What you should do: Report the number of lines in the records below that contain the word "crates", and nothing more.

Available data:
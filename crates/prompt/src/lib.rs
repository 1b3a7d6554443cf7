//! Prompt system for docmatch.
//!
//! This crate provides:
//! - Built-in prompt definitions for keyword extraction and answering
//! - Workspace overrides from `.docmatch/prompts/<id>.yml`
//! - Handlebars template rendering

pub mod builder;
pub mod builtin;
pub mod loader;
pub mod types;

// Re-export main types
pub use builder::build_prompt;
pub use builtin::{ANSWER_PROMPT_ID, KEYWORDS_PROMPT_ID};
pub use loader::load_prompt;
pub use types::{BuiltPrompt, BuiltPromptMetadata, PromptDefinition};
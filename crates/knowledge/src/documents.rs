//! Raw document content storage.

use crate::storage::{validate_name, write_atomic};
use docmatch_core::{AppError, AppResult};
use std::path::{Path, PathBuf};
use walkdir::WalkDir;

/// File extension of stored documents.
pub const DOCUMENT_EXTENSION: &str = "md";

/// Where document bodies live.
///
/// The engine never caches content; every read goes through here.
pub trait DocumentStore: Send + Sync {
    /// All document names, sorted.
    fn list_names(&self) -> AppResult<Vec<String>>;

    /// Read a document's content. `NotFound` when absent.
    fn read(&self, name: &str) -> AppResult<String>;

    /// Replace a document's content atomically, creating it if needed.
    fn write(&self, name: &str, content: &str) -> AppResult<()>;

    fn exists(&self, name: &str) -> AppResult<bool>;
}

/// Markdown files in a single directory: `<dir>/<name>.md`.
#[derive(Debug, Clone)]
pub struct FsDocumentStore {
    dir: PathBuf,
}

impl FsDocumentStore {
    pub fn new(dir: impl Into<PathBuf>) -> Self {
        Self { dir: dir.into() }
    }

    pub fn dir(&self) -> &Path {
        &self.dir
    }

    fn path_for(&self, name: &str) -> AppResult<PathBuf> {
        validate_name(name)?;
        Ok(self.dir.join(format!("{}.{}", name, DOCUMENT_EXTENSION)))
    }
}

/// Document name for a file path, if it is a visible markdown file.
fn document_name(path: &Path) -> Option<String> {
    if path.extension()?.to_str()? != DOCUMENT_EXTENSION {
        return None;
    }
    let stem = path.file_stem()?.to_str()?;
    validate_name(stem).ok()?;
    Some(stem.to_string())
}

impl DocumentStore for FsDocumentStore {
    fn list_names(&self) -> AppResult<Vec<String>> {
        if !self.dir.exists() {
            tracing::debug!("Document directory {:?} does not exist yet", self.dir);
            return Ok(Vec::new());
        }

        let mut names = Vec::new();
        for entry in WalkDir::new(&self.dir)
            .min_depth(1)
            .max_depth(1)
            .follow_links(false)
        {
            let entry = entry.map_err(|e| AppError::Knowledge(format!("Failed to list documents: {}", e)))?;
            if !entry.file_type().is_file() {
                continue;
            }
            if let Some(name) = document_name(entry.path()) {
                names.push(name);
            }
        }

        names.sort();
        Ok(names)
    }

    fn read(&self, name: &str) -> AppResult<String> {
        let path = self.path_for(name)?;
        match std::fs::read_to_string(&path) {
            Ok(content) => Ok(content),
            Err(e) if e.kind() == std::io::ErrorKind::NotFound => {
                Err(AppError::document_not_found(name))
            }
            Err(e) => Err(e.into()),
        }
    }

    fn write(&self, name: &str, content: &str) -> AppResult<()> {
        let path = self.path_for(name)?;
        write_atomic(&path, content.as_bytes())?;
        tracing::debug!("Wrote {} bytes to {:?}", content.len(), path);
        Ok(())
    }

    fn exists(&self, name: &str) -> AppResult<bool> {
        Ok(self.path_for(name)?.is_file())
    }
}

Exercise response: 2